Sustainable Development in Northern India
As a 90s’ kid who watched Captain Planet religiously and would hike through the woods, wide-eyed, and asking about every tree, plant, and animal, a worldwide day dedicated to the environment makes a lot of sense. And while I bet you can hum the opening theme to Captain Planet without much thought, you probably didn’t know that there’s already a World Environment Day. There’s a lot to appreciate about everything that surrounds us while in the US (or wherever you might call home), but it takes on a new meaning to me while working on gardens and waste while abroad in India. Where I live in Punjab, we have so many different types of birds, insects (I could do with fewer mosquitoes, but our moths and praying mantises are the coolest), and plants you wouldn’t believe. After a recent workshop, I’ve even found that many of the plants here have traditional medicinal uses. Of course, India has many environmental issues that seem almost insurmountably huge when looked at from the perspective of a single person – such as overuse of pesticides and waste disposal – but these are issues that are also faced worldwide. For me, one of the great things about World Environment Day is that it highlights all the good things that we still have, and what we can do to protect it from the negative.
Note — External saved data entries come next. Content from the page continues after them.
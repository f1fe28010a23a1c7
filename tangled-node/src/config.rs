// src/config.rs

//! Node configuration: every knob the original `tcoin` package threads
//! through its node, tangle and scheduler constructors, collected into
//! one JSON-file struct.

use serde::{Deserialize, Serialize};
use std::net::SocketAddr;
use std::path::PathBuf;

/// Complete node configuration
#[derive(Clone, Debug, Serialize, Deserialize)]
pub struct NodeConfig {
    /// P2P listen address
    pub listen_addr: SocketAddr,

    /// Maximum simultaneous peer connections
    pub max_connections: usize,

    /// Bootstrap peer addresses dialed on startup
    pub bootstrap_peers: Vec<SocketAddr>,

    /// Path to the known-peers JSON file
    pub known_nodes_file: PathBuf,

    /// Path the tangle snapshot is loaded from and saved to
    pub storage_path: PathBuf,

    /// Restrict the snapshot file's permissions to the owner on save
    pub secure_storage: bool,

    /// Seconds a tip may sit without being approved before this node
    /// requests its issuer's message history
    pub request_children_after: i64,

    /// Maximum tip hashes a single `GetMsgs` request may name
    pub max_tips_requested: usize,

    /// Bound on the invalid-message pool
    pub invalid_msg_pool_size: usize,

    /// Seconds an untouched invalid-pool entry survives before purge
    pub invalid_msg_pool_purge_time: i64,

    /// Scheduler tick interval, in seconds
    pub scheduling_rate: f64,

    /// Weighted-vote count a pending parent must clear to be accepted
    pub pending_threshold: f64,

    /// Seconds after the first vote a pending parent has to clear
    /// `pending_threshold` before it is rejected
    pub pending_window: i64,

    /// Directory the wallet file is stored under, if the wallet is enabled
    pub wallet_dir: PathBuf,

    /// Whether this node carries a built-in wallet
    pub wallet_enabled: bool,
}

/// Scheduler tick interval used when no config file overrides it
pub const DEFAULT_SCHEDULING_RATE: f64 = 0.05;

/// Default weighted-vote threshold for accepting a pending parent
pub const DEFAULT_PENDING_THRESHOLD: f64 = 3.0;

/// Default window, in seconds, a pending parent has to clear threshold
pub const DEFAULT_PENDING_WINDOW: i64 = 4;

impl Default for NodeConfig {
    fn default() -> Self {
        Self {
            listen_addr: "127.0.0.1:8000".parse().unwrap(),
            max_connections: 50,
            bootstrap_peers: Vec::new(),
            known_nodes_file: PathBuf::from("known_nodes.json"),
            storage_path: PathBuf::from("tangle_snapshot.json"),
            secure_storage: true,
            request_children_after: 60,
            max_tips_requested: 100,
            invalid_msg_pool_size: 10_000,
            invalid_msg_pool_purge_time: 3600,
            scheduling_rate: DEFAULT_SCHEDULING_RATE,
            pending_threshold: DEFAULT_PENDING_THRESHOLD,
            pending_window: DEFAULT_PENDING_WINDOW,
            wallet_dir: PathBuf::from(".tangled-wallet"),
            wallet_enabled: true,
        }
    }
}

impl NodeConfig {
    /// Loads configuration from a JSON file
    pub fn from_file(path: &std::path::Path) -> crate::Result<Self> {
        let contents = std::fs::read_to_string(path)?;
        serde_json::from_str(&contents)
            .map_err(|e| crate::NodeError::Config(format!("failed to parse config: {}", e)))
    }

    /// Saves configuration to a JSON file
    pub fn save_to_file(&self, path: &std::path::Path) -> crate::Result<()> {
        let contents = serde_json::to_string_pretty(self)
            .map_err(|e| crate::NodeError::Config(format!("failed to serialize config: {}", e)))?;
        std::fs::write(path, contents)?;
        Ok(())
    }
}

#[cfg(test)]
mod tests {
    use super::*;
    use tempfile::TempDir;

    #[test]
    fn test_default_config() {
        let config = NodeConfig::default();
        assert_eq!(config.max_connections, 50);
        assert_eq!(config.max_tips_requested, 100);
    }

    #[test]
    fn test_save_and_load_roundtrip() {
        let dir = TempDir::new().unwrap();
        let path = dir.path().join("config.json");

        let mut config = NodeConfig::default();
        config.max_connections = 12;
        config.save_to_file(&path).unwrap();

        let loaded = NodeConfig::from_file(&path).unwrap();
        assert_eq!(loaded.max_connections, 12);
    }

    #[test]
    fn test_load_missing_file() {
        let result = NodeConfig::from_file(std::path::Path::new("/nonexistent/config.json"));
        assert!(result.is_err());
    }
}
At our intern house in Janauri, we talk about how we are the most ecofriendly we’ve ever been. Of the four challenges the UNEP website has going for World Environment Day, we’re knocking them out of the park, and adding some of our own. We pay close attention to our power usage since we’re often running off a generator. We have a very small “Foodprint,” as any waste we produce can’t just be thrown away and done with, but has to be composted or disposed of in some way that we directly interact with. We are very “Green” in that we have our own small garden and re-use as many plastic bags as we can – one of the ways in which we also “Fight Plastic”. For a fifth bonus category, we also conserve water, as we have very limited quantities of it, and need to use and re-use our water as efficiently as we can. The migrant communities we work with are also environmental in their own ways, as they re-use and re-sell what other people send to the landfill, and some family groups now even have kitchen gardens thanks to a recent intern project.
I don’t think any of us thought overly about how we would be eco-friendly before we got to our village, but now that we’re here, we’re giving it our best shot.